Take a senior wealth advisor who makes an annual $238,000, the industry average in 2020, based on a Schwab Advisor Services report in February 2022. She’s within the 35% tax bracket and might shave $47,600 (20%) off her taxable income, a tax savings of $9,520. What’s more, the savings push her income into the lower 32% bracket. 

A couple of advisor in an independent practice? Each can take their pro rata share of the firm’s total income and claim the deduction on it. The profit is for what the IRS called qualified business income, meaning income from running a business. It doesn’t include income from investments or wages.

Chris Bowman, a partner at Skilled Wealth Advisors in Downers Grove, Illinois, a registered investment advisor firm (RIA) that’s affiliated with broker-dealer LPL Financial, said that removed from all eligible advisors were clued in to the deduction. 

“It relies on how tax-aware the advisor is,” he said. “In the event that they’re only a wealth manager, versus a holistic financial planner, then perhaps not.” said Bowman, who took the profit last yr. “I even have an excellent accountant.”

But even advisors who tackle all elements of wealth planning, from college and homebuying to retirement and estate planning, can have blind spots. 

“Some advisors have an ego and think that because they’re a CFP and have some basic tax knowledge, they will do their taxes themselves,” said Chopra. “I feel like advisors fall into two categories: ‘well-versed in all the pieces but miss things like this, and advisors who use accountants.”

The deduction will be particularly helpful this yr if the stock market, now down roughly 20% from its January record, doesn’t rebound.

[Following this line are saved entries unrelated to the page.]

//! Integration tests for FlagResolver.
//!
//! Uses wiremock for both Commons stages. Tests cover the hit path, the
//! miss path end to end, expiry, stage isolation, the error taxonomy, and
//! the per-key single-flight guard.

use std::time::Duration;

use flagfinder_resolver::{ClientConfig, CommonsClient, FlagResolver, ResolveError};
use flagfinder_store::{FlagStore, StoreConfig};
use serde_json::json;
use tempfile::TempDir;
use wiremock::matchers::{header, method, path, path_regex, query_param};
use wiremock::{Mock, MockServer, ResponseTemplate};

const PNG: &[u8] = b"\x89PNG\r\n\x1a\nnot a real flag";

fn store_at(dir: &TempDir) -> FlagStore {
    FlagStore::new(StoreConfig::new(dir.path()))
}

fn resolver_for(server: &MockServer, store: FlagStore) -> FlagResolver {
    let client = CommonsClient::new(
        ClientConfig::default()
            .with_api_url(format!("{}/w/api.php", server.uri()))
            .with_timeout(Duration::from_millis(250)),
    );
    FlagResolver::new(store, client)
}

fn metadata_body(server: &MockServer, country: &str) -> serde_json::Value {
    let filename = flagfinder_resolver::commons_filename(country);
    json!({
        "batchcomplete": "",
        "query": {
            "pages": {
                "1234": {
                    "pageid": 1234,
                    "ns": 6,
                    "title": format!("File:Flag of {country}.svg"),
                    "thumbnail": {
                        "source": format!("{}/thumb/{filename}.png", server.uri()),
                        "width": 700,
                        "height": 467
                    },
                    "pageimage": filename
                }
            }
        }
    })
}

async fn mount_metadata(server: &MockServer, country: &str, hits: u64) {
    Mock::given(method("GET"))
        .and(path("/w/api.php"))
        .and(query_param("titles", format!("File:Flag of {country}.svg")))
        .respond_with(ResponseTemplate::new(200).set_body_json(metadata_body(server, country)))
        .expect(hits)
        .mount(server)
        .await;
}

async fn mount_image(server: &MockServer, country: &str, body: &[u8], hits: u64) {
    let filename = flagfinder_resolver::commons_filename(country);
    Mock::given(method("GET"))
        .and(path(format!("/thumb/{filename}.png")))
        .respond_with(ResponseTemplate::new(200).set_body_bytes(body))
        .expect(hits)
        .mount(server)
        .await;
}

#[tokio::test]
async fn resolves_uncached_country_end_to_end() {
    let server = MockServer::start().await;
    let dir = TempDir::new().unwrap();
    mount_metadata(&server, "France", 1).await;
    mount_image(&server, "France", PNG, 1).await;

    let resolver = resolver_for(&server, store_at(&dir));
    let flag = resolver.resolve("France").await.unwrap();

    assert_eq!(flag.image, PNG);
    assert_eq!(flag.attribution, "Flag_of_France.svg");

    // The fetch populated the cache with the same bytes, still fresh.
    let (cached, _) = store_at(&dir).get("France").await.unwrap();
    assert_eq!(cached, PNG);
}

#[tokio::test]
async fn cache_hit_makes_no_network_requests() {
    let server = MockServer::start().await;
    let dir = TempDir::new().unwrap();
    let store = store_at(&dir);
    store.put("Japan", PNG).await.unwrap();

    // Any request at all fails the mock expectations.
    Mock::given(method("GET"))
        .respond_with(ResponseTemplate::new(500))
        .expect(0)
        .mount(&server)
        .await;

    let resolver = resolver_for(&server, store);
    let first = resolver.resolve("Japan").await.unwrap();
    let second = resolver.resolve("Japan").await.unwrap();

    assert_eq!(first.image, PNG);
    assert_eq!(first.attribution, "Flag_of_Japan.svg");
    assert_eq!(first, second);
}

#[tokio::test]
async fn expired_entry_triggers_a_full_refetch() {
    let server = MockServer::start().await;
    let dir = TempDir::new().unwrap();

    let store = FlagStore::new(StoreConfig::new(dir.path()).with_ttl(Duration::ZERO));
    store.put("Japan", b"stale bytes").await.unwrap();
    // Ages are whole seconds, so anything a second old is past a zero TTL.
    tokio::time::sleep(Duration::from_millis(1100)).await;

    mount_metadata(&server, "Japan", 1).await;
    mount_image(&server, "Japan", PNG, 1).await;

    let resolver = resolver_for(&server, store);
    let flag = resolver.resolve("Japan").await.unwrap();
    assert_eq!(flag.image, PNG);
}

#[tokio::test]
async fn metadata_timeout_is_reported_and_nothing_is_cached() {
    let server = MockServer::start().await;
    let dir = TempDir::new().unwrap();

    Mock::given(method("GET"))
        .and(path("/w/api.php"))
        .respond_with(
            ResponseTemplate::new(200)
                .set_body_json(metadata_body(&server, "France"))
                .set_delay(Duration::from_secs(2)),
        )
        .mount(&server)
        .await;

    let resolver = resolver_for(&server, store_at(&dir));
    let err = resolver.resolve("France").await.unwrap_err();
    assert!(matches!(err, ResolveError::MetadataTimeout));

    assert!(!dir.path().join("France.png").exists());
    assert!(!dir.path().join("update.json").exists());
    assert!(!dir.path().join("update.json.sha256").exists());
}

#[tokio::test]
async fn metadata_http_error_skips_the_image_stage() {
    let server = MockServer::start().await;
    let dir = TempDir::new().unwrap();

    Mock::given(method("GET"))
        .and(path("/w/api.php"))
        .respond_with(ResponseTemplate::new(503))
        .expect(1)
        .mount(&server)
        .await;
    Mock::given(method("GET"))
        .and(path_regex("^/thumb/.*"))
        .respond_with(ResponseTemplate::new(200))
        .expect(0)
        .mount(&server)
        .await;

    let resolver = resolver_for(&server, store_at(&dir));
    match resolver.resolve("France").await {
        Err(ResolveError::MetadataHttp { status, reason }) => {
            assert_eq!(status, 503);
            assert_eq!(reason, "Service Unavailable");
        }
        other => panic!("expected MetadataHttp, got {other:?}"),
    }
    assert!(!dir.path().join("update.json").exists());
}

#[tokio::test]
async fn unknown_title_reports_malformed_metadata() {
    let server = MockServer::start().await;
    let dir = TempDir::new().unwrap();

    // What the API returns for a title it does not know.
    Mock::given(method("GET"))
        .and(path("/w/api.php"))
        .respond_with(ResponseTemplate::new(200).set_body_json(json!({
            "query": {
                "pages": {
                    "-1": { "ns": 6, "title": "File:Flag of Atlantis.svg", "missing": "" }
                }
            }
        })))
        .mount(&server)
        .await;

    let resolver = resolver_for(&server, store_at(&dir));
    match resolver.resolve("Atlantis").await {
        Err(ResolveError::MetadataMalformed { country }) => assert_eq!(country, "Atlantis"),
        other => panic!("expected MetadataMalformed, got {other:?}"),
    }
}

#[tokio::test]
async fn image_failure_leaves_the_stale_entry_untouched() {
    let server = MockServer::start().await;
    let dir = TempDir::new().unwrap();

    let store = FlagStore::new(StoreConfig::new(dir.path()).with_ttl(Duration::ZERO));
    store.put("Japan", b"stale bytes").await.unwrap();
    tokio::time::sleep(Duration::from_millis(1100)).await;

    mount_metadata(&server, "Japan", 1).await;
    Mock::given(method("GET"))
        .and(path("/thumb/Flag_of_Japan.svg.png"))
        .respond_with(ResponseTemplate::new(404))
        .expect(1)
        .mount(&server)
        .await;

    let resolver = resolver_for(&server, store);
    match resolver.resolve("Japan").await {
        Err(ResolveError::ImageHttp { status, .. }) => assert_eq!(status, 404),
        other => panic!("expected ImageHttp, got {other:?}"),
    }

    // The expired entry is still on disk and intact under a longer TTL.
    let (bytes, _) = store_at(&dir).get("Japan").await.unwrap();
    assert_eq!(bytes, b"stale bytes");
}

#[tokio::test]
async fn storage_failure_still_returns_the_fetched_flag() {
    let server = MockServer::start().await;
    let dir = TempDir::new().unwrap();
    mount_metadata(&server, "France", 1).await;
    mount_image(&server, "France", PNG, 1).await;

    // A file where the cache directory should be makes every put fail.
    let blocker = dir.path().join("flags");
    std::fs::write(&blocker, b"not a directory").unwrap();

    let resolver = resolver_for(&server, FlagStore::new(StoreConfig::new(&blocker)));
    match resolver.resolve("France").await {
        Err(ResolveError::StorageFailure { flag, .. }) => {
            assert_eq!(flag.image, PNG);
            assert_eq!(flag.attribution, "Flag_of_France.svg");
        }
        other => panic!("expected StorageFailure, got {other:?}"),
    }
}

#[tokio::test]
async fn concurrent_resolves_for_one_country_share_a_single_fetch() {
    let server = MockServer::start().await;
    let dir = TempDir::new().unwrap();
    mount_metadata(&server, "France", 1).await;
    mount_image(&server, "France", PNG, 1).await;

    let resolver = resolver_for(&server, store_at(&dir));
    let (a, b) = tokio::join!(resolver.resolve("France"), resolver.resolve("France"));

    // expect(1) on both mocks verifies the second call was served from cache.
    assert_eq!(a.unwrap().image, PNG);
    assert_eq!(b.unwrap().image, PNG);
}

#[tokio::test]
async fn identifies_itself_to_the_api() {
    let server = MockServer::start().await;
    let dir = TempDir::new().unwrap();

    Mock::given(method("GET"))
        .and(path("/w/api.php"))
        .and(header("user-agent", flagfinder_resolver::USER_AGENT))
        .respond_with(ResponseTemplate::new(200).set_body_json(metadata_body(&server, "France")))
        .expect(1)
        .mount(&server)
        .await;
    mount_image(&server, "France", PNG, 1).await;

    let resolver = resolver_for(&server, store_at(&dir));
    resolver.resolve("France").await.unwrap();
}

#[tokio::test]
async fn different_countries_fetch_independently() {
    let server = MockServer::start().await;
    let dir = TempDir::new().unwrap();
    mount_metadata(&server, "France", 1).await;
    mount_image(&server, "France", PNG, 1).await;
    mount_metadata(&server, "Japan", 1).await;
    mount_image(&server, "Japan", b"other bytes", 1).await;

    let resolver = resolver_for(&server, store_at(&dir));
    let (a, b) = tokio::join!(resolver.resolve("France"), resolver.resolve("Japan"));

    assert_eq!(a.unwrap().attribution, "Flag_of_France.svg");
    assert_eq!(b.unwrap().attribution, "Flag_of_Japan.svg");
}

That’s because most independent advisors charge a fee — typically around 1% — based on the worth of the client assets they oversee. On average, fees based on assets under management (AUM) make up 70% of compensation for all of an advisor’s compensation, based on Cerulli Associates. But as Wall Street flirts with bear market territory and popular stocks in client portfolios lay battered — shares in Google parent Alphabet are down nearly 27% this yr — many advisors may take home smaller fees, a success to compensation that makes the 20% deduction much more helpful.

The second big tax profit for independent advisors is the deduction for self-employed medical health insurance. Those premiums are 100% deductible.

Unless an employed spouse is on company-sponsored medical health insurance, working for oneself means ponying up for coverage, typically a big cost. Average annual premiums last yr were $7,739 for a single person and $22,221 for a family,  based on the Kaiser Family Foundation. Whether for themselves, their spouses, their dependents or nondependent children not older than 26, those sums come off the taxable income line, reducing the filer’s tax bill. Premiums for long-term care and dental work are also deductible.

Beaudin said it was common for business owners, not only independent advisors, to overlook that deduction: “I’ve seen people miss a $10,000-$30,000 deduction—sometimes $40,000.”